Closed fengyun527 closed 1 year ago
Do you have any other hardware and OS combinations that you can run the same tests on?
I suspect the problem is down to attempt to create a separate transfer queue, something that works well when I've tested it on my Kubuntu 22.04 Geforce 2060 system, on my non NVidia hardware combinations no transfer queue is created and it also works fine. Others are using Windows and Geforce successfully so it may be a driver/hardawre combination issue.
Could you run vsgviewer with the debug layer enabled?
vsgivewer models/lz.vsgt -d
The output might give us some further clues.
Also, the output of vulkaninfoSDK.exe from the VulkanSDK would be helpful to see exactly what queues are supported.
queueProperties[0]:
-------------------
minImageTransferGranularity = (1,1,1)
queueCount = 16
queueFlags = QUEUE_GRAPHICS_BIT | QUEUE_COMPUTE_BIT | QUEUE_TRANSFER_BIT | QUEUE_SPARSE_BINDING_BIT
timestampValidBits = 64
present support = true
queueProperties[1]:
-------------------
minImageTransferGranularity = (1,1,1)
queueCount = 1
queueFlags = QUEUE_TRANSFER_BIT
timestampValidBits = 64
present support = false
queueProperties[2]:
-------------------
minImageTransferGranularity = (1,1,1)
queueCount = 8
queueFlags = QUEUE_COMPUTE_BIT
timestampValidBits = 64
present support = true
Thanks for the info.
I am on a trip so can't look into the details till next week. When I am back at my dev system I swap in my Geforce 2060 and Geforce 1650 cards and see what they report. I expect them to work as I used them when I wrote the transfer queue code.

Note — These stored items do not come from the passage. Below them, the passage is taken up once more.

//! Padded playback of streamed response audio

use rodio::buffer::SamplesBuffer;
use rodio::{OutputStream, Sink};

use visit_agent_config::PlaybackConfig;
use visit_agent_core::{pcm16_from_le_bytes, samples_for_ms, AudioSink, Result};

use crate::PipelineError;

/// Joins response fragments into one clip with silence pads on both ends
#[derive(Debug, Clone)]
pub struct PlaybackBuffer {
    sample_rate: u32,
    lead_padding_ms: u32,
    trail_padding_ms: u32,
}

impl PlaybackBuffer {
    pub fn new(config: &PlaybackConfig) -> Self {
        Self {
            sample_rate: config.sample_rate,
            lead_padding_ms: config.lead_padding_ms,
            trail_padding_ms: config.trail_padding_ms,
        }
    }

    pub fn sample_rate(&self) -> u32 {
        self.sample_rate
    }

    /// Padded PCM16 samples, or `None` when there is nothing to play.
    ///
    /// Fragments are joined as bytes before decoding, so a sample split
    /// across two fragments survives.
    pub fn render(&self, fragments: &[Vec<u8>]) -> Option<Vec<i16>> {
        let total: usize = fragments.iter().map(Vec::len).sum();
        if total < 2 {
            return None;
        }

        let bytes = fragments.concat();
        let audio = pcm16_from_le_bytes(&bytes);

        let lead = samples_for_ms(self.sample_rate, self.lead_padding_ms);
        let trail = samples_for_ms(self.sample_rate, self.trail_padding_ms);

        let mut samples = Vec::with_capacity(lead + audio.len() + trail);
        samples.resize(lead, 0);
        samples.extend_from_slice(&audio);
        samples.resize(lead + audio.len() + trail, 0);
        Some(samples)
    }
}

/// Blocking playback on the default output device
pub struct RodioSink {
    buffer: PlaybackBuffer,
}

impl RodioSink {
    pub fn new(config: &PlaybackConfig) -> Self {
        Self {
            buffer: PlaybackBuffer::new(config),
        }
    }
}

impl AudioSink for RodioSink {
    fn play(&mut self, fragments: &[Vec<u8>]) -> Result<()> {
        let Some(samples) = self.buffer.render(fragments) else {
            return Ok(());
        };

        let (_stream, handle) = OutputStream::try_default()
            .map_err(|e| PipelineError::Device(format!("Failed to open output stream: {}", e)))?;
        let sink = Sink::try_new(&handle)
            .map_err(|e| PipelineError::Device(format!("Failed to create sink: {}", e)))?;

        tracing::debug!(
            samples = samples.len(),
            sample_rate = self.buffer.sample_rate(),
            "Playing response audio"
        );

        sink.append(SamplesBuffer::new(1, self.buffer.sample_rate(), samples));
        sink.sleep_until_end();
        Ok(())
    }
}
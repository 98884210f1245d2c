//! Trailing-silence end-pointing
//!
//! Frames are read and classified one at a time. A silence counter resets
//! on every speech frame and capture stops once it reaches
//! `silence_timeout / frame_duration`. Leading silence counts toward the
//! same limit, so a speaker who never starts produces a silent clip after
//! one timeout instead of an error. Capture is truncated at
//! `max_capture_ms` if speech never stops.

use visit_agent_config::AudioConfig;
use visit_agent_core::{samples_for_ms, AudioSource, CapturedAudio, Result, SpeechClassifier};

/// End-pointing parameters
#[derive(Debug, Clone, Copy, PartialEq, Eq)]
pub struct EndpointerConfig {
    pub sample_rate: u32,
    pub frame_duration_ms: u32,
    pub silence_timeout_ms: u32,
    pub max_capture_ms: u32,
}

impl Default for EndpointerConfig {
    fn default() -> Self {
        Self::from(&AudioConfig::default())
    }
}

impl From<&AudioConfig> for EndpointerConfig {
    fn from(config: &AudioConfig) -> Self {
        Self {
            sample_rate: config.sample_rate,
            frame_duration_ms: config.frame_duration_ms,
            silence_timeout_ms: config.silence_timeout_ms,
            max_capture_ms: config.max_capture_ms,
        }
    }
}

/// Captures one utterance from a frame source
#[derive(Debug, Clone)]
pub struct Endpointer {
    config: EndpointerConfig,
}

impl Endpointer {
    pub fn new(config: EndpointerConfig) -> Self {
        Self { config }
    }

    /// Samples per frame
    pub fn frame_len(&self) -> usize {
        samples_for_ms(self.config.sample_rate, self.config.frame_duration_ms)
    }

    /// Consecutive silent frames that end capture
    pub fn silence_limit(&self) -> usize {
        let frame_ms = self.config.frame_duration_ms.max(1);
        ((self.config.silence_timeout_ms / frame_ms) as usize).max(1)
    }

    pub fn max_frames(&self) -> usize {
        let frame_ms = self.config.frame_duration_ms.max(1);
        ((self.config.max_capture_ms / frame_ms) as usize).max(self.silence_limit())
    }

    /// Read frames until the trailing silence limit or the capture cap
    pub fn run<S, C>(&self, source: &mut S, classifier: &mut C) -> Result<CapturedAudio>
    where
        S: AudioSource + ?Sized,
        C: SpeechClassifier + ?Sized,
    {
        let frame_len = self.frame_len();
        let silence_limit = self.silence_limit();
        let max_frames = self.max_frames();
        let sample_rate = source.sample_rate();

        let mut frame = vec![0i16; frame_len];
        let mut clip = CapturedAudio {
            samples: Vec::with_capacity(frame_len * silence_limit * 2),
            sample_rate,
            ..Default::default()
        };
        let mut silent_run = 0usize;

        loop {
            source.read_frame(&mut frame)?;
            let speech = classifier.is_speech(&frame, sample_rate)?;

            clip.samples.extend_from_slice(&frame);
            clip.frames += 1;

            if speech {
                clip.speech_frames += 1;
                silent_run = 0;
            } else {
                silent_run += 1;
            }

            if silent_run >= silence_limit {
                break;
            }

            if clip.frames >= max_frames {
                clip.truncated = true;
                tracing::warn!(
                    frames = clip.frames,
                    max_capture_ms = self.config.max_capture_ms,
                    "Capture reached maximum duration, truncating"
                );
                break;
            }
        }

        tracing::debug!(
            frames = clip.frames,
            speech_frames = clip.speech_frames,
            truncated = clip.truncated,
            "Utterance captured"
        );

        Ok(clip)
    }
}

My hunch at this point is that the transfer queue is being selected even though it doesn't have support for graphics operations, and such operations are being done by the compile traversal.
Message ID: @.***>
@fengyun527 could you run an unmodified version of the VSG with the debug layer enabled to see if this can help determine the exact cause of the crash. This is important as I haven't seen the crash on my NVidia cards with Linux drivers, so the more info I have the I figure out the best solution.
A good test would be:
vsgviewer models/lz.vsgt -d
Where the models/lz.vsgt is from the vsgExamples/data directory.
I've run out of day today to investigate further, but tomorrow I'll install my Geforce 2060 and investigate when queues are being reported and if any debug errors are being reported. My aim is to resolve the issue and get this rolled into the coming VulkanSceneGraph-1.0.8 release that I'll make in the next day or so.
The command line window outputs: Warning: Device::getQueue(1, 0) failed to find any suitable Queue. Warning: Device::getQueue(1, 0) failed to find any suitable Queue.
when vsgviewer crush, there is a Exception Throw: read access violation. this was nullptr.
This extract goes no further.